### What this task involves
Can you pull out each line of the data below that includes the word "existing"?

### Information supplied
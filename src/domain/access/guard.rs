//! Access control guard
//!
//! Stateless predicates deciding which action an actor may invoke given the
//! current state. The single source of truth for both server-side
//! authorization and the action flags returned to clients, so the two can
//! never drift apart.

use uuid::Uuid;

use crate::domain::checkout::{Checkout, OwnerConfirmation};
use crate::domain::rent_request::{RentRequest, RentRequestStatus};
use crate::domain::user::UserRole;

/// Owner of record may accept a pending request
pub fn can_confirm_request(request: &RentRequest, actor_id: Uuid, _role: UserRole) -> bool {
    actor_id == request.owner_id && request.status == RentRequestStatus::Pending
}

/// Owner of record may decline a pending request
pub fn can_reject_request(request: &RentRequest, actor_id: Uuid, role: UserRole) -> bool {
    can_confirm_request(request, actor_id, role)
}

/// Renter of record may withdraw a confirmed request
pub fn can_cancel_request(request: &RentRequest, actor_id: Uuid, _role: UserRole) -> bool {
    actor_id == request.renter_id && request.status == RentRequestStatus::Confirmed
}

/// Owner of record may withdraw a confirmed request
pub fn can_cancel_confirmed(request: &RentRequest, actor_id: Uuid, _role: UserRole) -> bool {
    actor_id == request.owner_id && request.status == RentRequestStatus::Confirmed
}

/// Renter of record may pay a confirmed request
pub fn can_pay(request: &RentRequest, actor_id: Uuid, _role: UserRole) -> bool {
    actor_id == request.renter_id && request.status == RentRequestStatus::Confirmed
}

/// Renter of record may request checkout of a paid rental without one
pub fn can_request_checkout(
    request: &RentRequest,
    checkout: Option<&Checkout>,
    actor_id: Uuid,
    _role: UserRole,
) -> bool {
    actor_id == request.renter_id
        && request.status == RentRequestStatus::Paid
        && checkout.is_none()
}

/// Owner of record may confirm or reject while the checkout awaits them
pub fn can_owner_act(
    request: &RentRequest,
    checkout: &Checkout,
    actor_id: Uuid,
    _role: UserRole,
) -> bool {
    actor_id == request.owner_id && checkout.owner_confirmation == OwnerConfirmation::Pending
}

/// Agents may decide disputed (or review-waived) checkouts that are not yet
/// settled. An agent can never override a confirmed or auto-confirmed
/// resolution.
pub fn can_agent_decide(checkout: &Checkout, role: UserRole) -> bool {
    role.can_arbitrate()
        && matches!(
            checkout.owner_confirmation,
            OwnerConfirmation::Rejected | OwnerConfirmation::NotRequired
        )
        && !checkout.is_settled()
}

/// Action flags for one actor against one rental, mirrored to clients so
/// button enablement follows exactly the server's authorization.
#[derive(Debug, Clone, Copy, PartialEq, Eq)]
pub struct AllowedActions {
    pub can_confirm: bool,
    pub can_reject: bool,
    pub can_cancel: bool,
    pub can_cancel_confirmed: bool,
    pub can_pay: bool,
    pub can_request_checkout: bool,
    pub can_owner_confirm: bool,
    pub can_owner_reject: bool,
    pub can_agent_decide: bool,
}

impl AllowedActions {
    pub fn for_actor(
        request: &RentRequest,
        checkout: Option<&Checkout>,
        actor_id: Uuid,
        role: UserRole,
    ) -> Self {
        let owner_act = checkout
            .map(|c| can_owner_act(request, c, actor_id, role))
            .unwrap_or(false);
        Self {
            can_confirm: can_confirm_request(request, actor_id, role),
            can_reject: can_reject_request(request, actor_id, role),
            can_cancel: can_cancel_request(request, actor_id, role),
            can_cancel_confirmed: can_cancel_confirmed(request, actor_id, role),
            can_pay: can_pay(request, actor_id, role),
            can_request_checkout: can_request_checkout(request, checkout, actor_id, role),
            can_owner_confirm: owner_act,
            can_owner_reject: owner_act,
            can_agent_decide: checkout
                .map(|c| can_agent_decide(c, role))
                .unwrap_or(false),
        }
    }
}

// ── Tests ──────────────────────────────────────────────────────

#[cfg(test)]
mod tests {
    use super::*;
    use crate::domain::checkout::CheckoutKind;
    use chrono::NaiveDate;

    fn request_with(status: RentRequestStatus) -> (RentRequest, Uuid, Uuid) {
        let renter = Uuid::new_v4();
        let owner = Uuid::new_v4();
        let mut r = RentRequest::new(
            Uuid::new_v4(),
            renter,
            owner,
            NaiveDate::from_ymd_opt(2026, 9, 1).unwrap(),
            NaiveDate::from_ymd_opt(2026, 10, 1).unwrap(),
            "1200.00".parse().unwrap(),
            "600.00".parse().unwrap(),
            "USD",
        )
        .unwrap();
        r.status = status;
        (r, renter, owner)
    }

    #[test]
    fn only_the_owner_confirms_pending_requests() {
        let (r, renter, owner) = request_with(RentRequestStatus::Pending);
        assert!(can_confirm_request(&r, owner, UserRole::Owner));
        assert!(!can_confirm_request(&r, renter, UserRole::Renter));
        assert!(!can_confirm_request(&r, Uuid::new_v4(), UserRole::Agent));
    }

    #[test]
    fn confirm_denied_outside_pending() {
        let (r, _, owner) = request_with(RentRequestStatus::Confirmed);
        assert!(!can_confirm_request(&r, owner, UserRole::Owner));
    }

    #[test]
    fn renter_cancels_owner_cancels_confirmed() {
        let (r, renter, owner) = request_with(RentRequestStatus::Confirmed);
        assert!(can_cancel_request(&r, renter, UserRole::Renter));
        assert!(!can_cancel_request(&r, owner, UserRole::Owner));
        assert!(can_cancel_confirmed(&r, owner, UserRole::Owner));
        assert!(!can_cancel_confirmed(&r, renter, UserRole::Renter));
    }

    #[test]
    fn pay_is_renter_only_from_confirmed() {
        let (r, renter, owner) = request_with(RentRequestStatus::Confirmed);
        assert!(can_pay(&r, renter, UserRole::Renter));
        assert!(!can_pay(&r, owner, UserRole::Owner));

        let (r, renter, _) = request_with(RentRequestStatus::Paid);
        assert!(!can_pay(&r, renter, UserRole::Renter));
    }

    #[test]
    fn checkout_request_needs_paid_and_no_checkout() {
        let (r, renter, _) = request_with(RentRequestStatus::Paid);
        assert!(can_request_checkout(&r, None, renter, UserRole::Renter));

        let existing = Checkout::new(r.id, CheckoutKind::Normal, None);
        assert!(!can_request_checkout(&r, Some(&existing), renter, UserRole::Renter));

        let (unpaid, renter, _) = request_with(RentRequestStatus::Confirmed);
        assert!(!can_request_checkout(&unpaid, None, renter, UserRole::Renter));
    }

    #[test]
    fn owner_acts_only_while_pending_confirmation() {
        let (r, renter, owner) = request_with(RentRequestStatus::Paid);
        let mut c = Checkout::new(r.id, CheckoutKind::Normal, None);
        assert!(can_owner_act(&r, &c, owner, UserRole::Owner));
        assert!(!can_owner_act(&r, &c, renter, UserRole::Renter));

        c.confirm_by_owner(None).unwrap();
        assert!(!can_owner_act(&r, &c, owner, UserRole::Owner));
    }

    #[test]
    fn agent_decides_rejected_and_not_required_only() {
        let (r, ..) = request_with(RentRequestStatus::Paid);

        let mut rejected = Checkout::new(r.id, CheckoutKind::Normal, None);
        rejected.reject_by_owner("broken window".to_string()).unwrap();
        assert!(can_agent_decide(&rejected, UserRole::Agent));
        assert!(can_agent_decide(&rejected, UserRole::Admin));
        assert!(!can_agent_decide(&rejected, UserRole::Owner));
        assert!(!can_agent_decide(&rejected, UserRole::Renter));

        let waived = Checkout::new(r.id, CheckoutKind::EarlyRelease, None);
        assert!(can_agent_decide(&waived, UserRole::Agent));

        let mut confirmed = Checkout::new(r.id, CheckoutKind::Normal, None);
        confirmed.confirm_by_owner(None).unwrap();
        assert!(!can_agent_decide(&confirmed, UserRole::Agent));

        let mut auto = Checkout::new(r.id, CheckoutKind::Normal, None);
        auto.auto_confirm().unwrap();
        assert!(!can_agent_decide(&auto, UserRole::Agent));
    }

    #[test]
    fn allowed_actions_mirror_predicates() {
        let (r, renter, owner) = request_with(RentRequestStatus::Pending);

        let for_owner = AllowedActions::for_actor(&r, None, owner, UserRole::Owner);
        assert!(for_owner.can_confirm && for_owner.can_reject);
        assert!(!for_owner.can_pay && !for_owner.can_request_checkout);

        let for_renter = AllowedActions::for_actor(&r, None, renter, UserRole::Renter);
        assert!(!for_renter.can_confirm);
        assert!(!for_renter.can_pay); // not confirmed yet
    }
}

### Result below
        let existing = Checkout::new(r.id, CheckoutKind::Normal, None);
        assert!(!can_request_checkout(&r, Some(&existing), renter, UserRole::Renter));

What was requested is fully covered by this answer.